All in all it bears repeating: “It’s about time that the despicable, Death-to-America crowd, pricks of this world ala Chavez, Castro, Hussein, Bin Laden, Kim Jong-il, etc. felt the wrath of the nation they hate so much.” [/quote]

Your allusion to strong-arm tactics as a way Chavez has been elected is baseless. The masses of Venezualens love him. It is only the few rich who despise Chavez.

The fact that he faced up to American corporate power is certainly one of the main reasons he is hated by our leaders. And also his criticisms of U.S. foreign policy doesn’t make him popular either.

[quote]pushharder wrote:
Zeppelin795 wrote:
throttle132 wrote:
Zeppelin795 wrote:

He’s been elected by landslides during the last 6 years.

So has Castro…for the last 40 years…and Saddam Hussein had the landslide thing figured out too…and Josef Stalin…and Kim Jong Il…

Just because he won’t play capitalist games

That stinker! That stick-in-the-mud! That party pooper!

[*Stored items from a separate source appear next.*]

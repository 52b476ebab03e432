//! Blocking transport backed by `ureq`.

use std::fmt;

use ureq::{Agent, RequestBuilder};

use crate::error::TransportError;
use crate::http::{HttpMethod, HttpRequest, HttpResponse, Transport};

/// Executes requests with a `ureq::Agent`.
///
/// The agent must not turn 4xx/5xx statuses into errors; status handling
/// belongs to the endpoint parsers. [`UreqTransport::new`] configures that,
/// and agents passed to [`UreqTransport::with_agent`] should do the same.
#[derive(Clone)]
pub struct UreqTransport {
    agent: Agent,
}

impl UreqTransport {
    pub fn new() -> Self {
        let agent = Agent::config_builder()
            .http_status_as_error(false)
            .build()
            .new_agent();
        Self { agent }
    }

    /// Use a caller-configured agent, e.g. one with timeouts or a proxy.
    pub fn with_agent(agent: Agent) -> Self {
        Self { agent }
    }
}

impl fmt::Debug for UreqTransport {
    fn fmt(&self, f: &mut fmt::Formatter<'_>) -> fmt::Result {
        f.debug_struct("UreqTransport").finish_non_exhaustive()
    }
}

impl Default for UreqTransport {
    fn default() -> Self {
        Self::new()
    }
}

impl Transport for UreqTransport {
    fn execute(&self, request: HttpRequest) -> Result<HttpResponse, TransportError> {
        let url = request.url.as_str();
        let headers = &request.headers;

        let result = match (request.method, request.body.as_deref()) {
            (HttpMethod::Get, _) => with_headers(self.agent.get(url), headers).call(),
            (HttpMethod::Post, Some(body)) => {
                with_headers(self.agent.post(url), headers).send(body.as_bytes())
            }
            (HttpMethod::Post, None) => with_headers(self.agent.post(url), headers).send_empty(),
            (HttpMethod::Put, Some(body)) => {
                with_headers(self.agent.put(url), headers).send(body.as_bytes())
            }
            (HttpMethod::Put, None) => with_headers(self.agent.put(url), headers).send_empty(),
        };
        let mut response = result?;

        let status = response.status().as_u16();
        let headers = response
            .headers()
            .iter()
            .filter_map(|(name, value)| {
                value
                    .to_str()
                    .ok()
                    .map(|v| (name.as_str().to_string(), v.to_string()))
            })
            .collect();
        let body = response.body_mut().read_to_string()?;

        Ok(HttpResponse {
            status,
            headers,
            body,
        })
    }
}

fn with_headers<B>(mut builder: RequestBuilder<B>, headers: &[(String, String)]) -> RequestBuilder<B> {
    for (name, value) in headers {
        builder = builder.header(name.as_str(), value.as_str());
    }
    builder
}
use climate_scrape::{ClimateError, ClimateScraper, FileStore, TableSchema, WeatherStore};
use std::env;

#[tokio::main]
async fn main() -> Result<(), ClimateError> {
    env_logger::init();

    let mut store = FileStore::new().await?;
    store.initialize(&TableSchema::default()).await?;

    let scraper = ClimateScraper::new()?;
    // `--all` reloads everything; otherwise only the missing days are fetched.
    let report = if env::args().any(|arg| arg == "--all") {
        scraper.install_all(&mut store).await?
    } else {
        scraper.update(&mut store).await?
    };

    println!(
        "Fetched {} pages, scraped {} days, inserted {} into {}",
        report.pages_fetched,
        report.records_scraped,
        report.records_inserted,
        store.folder().display()
    );

    if let Some(latest) = store.latest_date().await? {
        use chrono::Datelike;
        for record in store.fetch_by_month(latest.year(), latest.month()).await? {
            println!(
                "{}  max {:>6.1}  min {:>6.1}  mean {:>6.1}",
                record.date, record.max_temp, record.min_temp, record.mean_temp
            );
        }
    }
    Ok(())
}
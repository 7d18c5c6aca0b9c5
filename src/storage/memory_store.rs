use crate::storage::error::StoreError;
use crate::storage::store::{StoredTable, TableSchema, WeatherStore};
use crate::types::daily_record::DailyRecord;
use crate::types::weather_set::WeatherSet;
use chrono::NaiveDate;

/// Keeps everything in process memory. Useful for tests and one-off runs.
#[derive(Debug, Default)]
pub struct MemoryStore {
    table: Option<StoredTable>,
}

impl MemoryStore {
    pub fn new() -> Self {
        Self::default()
    }

    fn table(&self) -> Result<&StoredTable, StoreError> {
        self.table.as_ref().ok_or(StoreError::NotInitialized)
    }

    fn table_mut(&mut self) -> Result<&mut StoredTable, StoreError> {
        self.table.as_mut().ok_or(StoreError::NotInitialized)
    }
}

impl WeatherStore for MemoryStore {
    async fn initialize(&mut self, schema: &TableSchema) -> Result<(), StoreError> {
        if self.table.is_none() {
            self.table = Some(StoredTable::new(schema.clone()));
        }
        Ok(())
    }

    async fn save(&mut self, weather: &WeatherSet) -> Result<usize, StoreError> {
        Ok(self.table_mut()?.insert_missing(weather))
    }

    async fn fetch_by_year(&self, year: i32) -> Result<Vec<DailyRecord>, StoreError> {
        Ok(self.table()?.records.for_year(year))
    }

    async fn fetch_by_month(&self, year: i32, month: u32) -> Result<Vec<DailyRecord>, StoreError> {
        Ok(self.table()?.by_month(year, month))
    }

    async fn purge_all(&mut self) -> Result<(), StoreError> {
        self.table_mut()?.records = WeatherSet::new();
        Ok(())
    }

    async fn latest_date(&self) -> Result<Option<NaiveDate>, StoreError> {
        Ok(self.table()?.records.latest_date())
    }
}

#[cfg(test)]
mod tests {
    use super::*;

    fn record(y: i32, m: u32, d: u32, mean: f64) -> DailyRecord {
        DailyRecord::from_triple(NaiveDate::from_ymd_opt(y, m, d).unwrap(), [mean + 5.0, mean - 5.0, mean])
    }

    #[tokio::test]
    async fn test_requires_initialize() {
        let store = MemoryStore::new();
        assert!(matches!(
            store.latest_date().await,
            Err(StoreError::NotInitialized)
        ));
    }

    #[tokio::test]
    async fn test_save_is_idempotent_per_date() -> Result<(), StoreError> {
        let mut store = MemoryStore::new();
        store.initialize(&TableSchema::default()).await?;

        let first: WeatherSet = [record(2020, 1, 1, 1.0), record(2020, 1, 2, 2.0)]
            .into_iter()
            .collect();
        assert_eq!(store.save(&first).await?, 2);

        let again: WeatherSet = [record(2020, 1, 2, 99.0), record(2020, 1, 3, 3.0)]
            .into_iter()
            .collect();
        assert_eq!(store.save(&again).await?, 1);

        let january = store.fetch_by_month(2020, 1).await?;
        let means: Vec<f64> = january.iter().map(|r| r.mean_temp).collect();
        assert_eq!(means, [1.0, 2.0, 3.0]);
        Ok(())
    }

    #[tokio::test]
    async fn test_year_queries_latest_date_and_purge() -> Result<(), StoreError> {
        let mut store = MemoryStore::new();
        store.initialize(&TableSchema::default()).await?;
        let weather: WeatherSet = [
            record(1996, 12, 31, 1.0),
            record(1997, 1, 1, 2.0),
            record(1997, 2, 1, 3.0),
        ]
        .into_iter()
        .collect();
        store.save(&weather).await?;

        assert_eq!(store.fetch_by_year(1997).await?.len(), 2);
        assert_eq!(store.fetch_by_year(1995).await?.len(), 0);
        assert_eq!(
            store.latest_date().await?,
            NaiveDate::from_ymd_opt(1997, 2, 1)
        );

        store.purge_all().await?;
        assert_eq!(store.latest_date().await?, None);
        Ok(())
    }
}
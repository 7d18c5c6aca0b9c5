pub mod error;
pub mod file_store;
pub mod memory_store;
pub mod store;
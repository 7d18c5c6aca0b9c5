//! Synthetic archive pages for tests.

use crate::scraping::error::ScrapeError;
use crate::scraping::page_fetcher::PageSource;
use crate::types::month::Month;
use chrono::NaiveDate;
use std::cell::RefCell;
use std::collections::HashMap;

/// Renders a daily-data table the way the archive does: a row header with the
/// date marker, then max, min, mean and one trailing column.
pub(crate) fn page(rows: &[(NaiveDate, [&str; 3])]) -> String {
    let body: String = rows
        .iter()
        .map(|(date, [max, min, mean])| {
            format!(
                "<tr><th scope=\"row\"><abbr title=\"{}\">{}</abbr></th>\
                 <td>{max}</td><td>{min}</td><td>{mean}</td><td>0.0</td></tr>",
                date.format("%B %-d, %Y"),
                date.format("%d"),
            )
        })
        .collect();
    format!(
        "<html><body><table><tbody>{body}\
         <tr><td><a href=\"#legend\">Legend</a></td></tr></tbody></table></body></html>"
    )
}

/// Serves canned pages; unknown months get the fallback, or a page without a table.
pub(crate) struct CannedPages {
    pages: HashMap<Month, String>,
    fallback: Option<String>,
    requested: RefCell<Vec<Month>>,
}

impl CannedPages {
    pub(crate) fn new(pages: impl IntoIterator<Item = (Month, String)>) -> Self {
        Self {
            pages: pages.into_iter().collect(),
            fallback: None,
            requested: RefCell::new(Vec::new()),
        }
    }

    pub(crate) fn with_fallback(mut self, html: String) -> Self {
        self.fallback = Some(html);
        self
    }

    pub(crate) fn requested(&self) -> Vec<Month> {
        self.requested.borrow().clone()
    }
}

impl PageSource for CannedPages {
    async fn fetch_page(&self, month: Month) -> Result<String, ScrapeError> {
        self.requested.borrow_mut().push(month);
        Ok(self
            .pages
            .get(&month)
            .or(self.fallback.as_ref())
            .cloned()
            .unwrap_or_else(|| "<html><body><p>No data</p></body></html>".to_string()))
    }
}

and has the balls to stand up to the leviathan Exxon/Mobile,

Yeah, that’s pretty much the only reason we don’t like him…

All in all it bears repeating: “It’s about time that the despicable, Death-to-America crowd, pricks of this world ala Chavez, Castro, Hussein, Bin Laden, Kim Jong-il, etc. felt the wrath of the nation they hate so much.”

Your allusion to strong-arm tactics as a way Chavez has been elected is baseless. The masses of Venezualens love him. It is only the few rich who despise Chavez.

The fact that he faced up to American corporate power is certainly one of the main reasons he is hated by our leaders. And also his criticisms of U.S. foreign policy doesn’t make him popular either.

Sounds like you have spent some time in Venezuela as an election observer and part-time (or full time) resident? You’d have to be in order to be able to honestly make the above statements. If you have actually done that, it is quite interesting and your input carries a much higher value. If not, then your statements are “baseless”.[/quote]

If my statements are baseless because I haven’t observed the election then so are the rest of the posters on here who allude to the election as being a fraud because they weren’t there either. So how would you determine who is right and who is wrong?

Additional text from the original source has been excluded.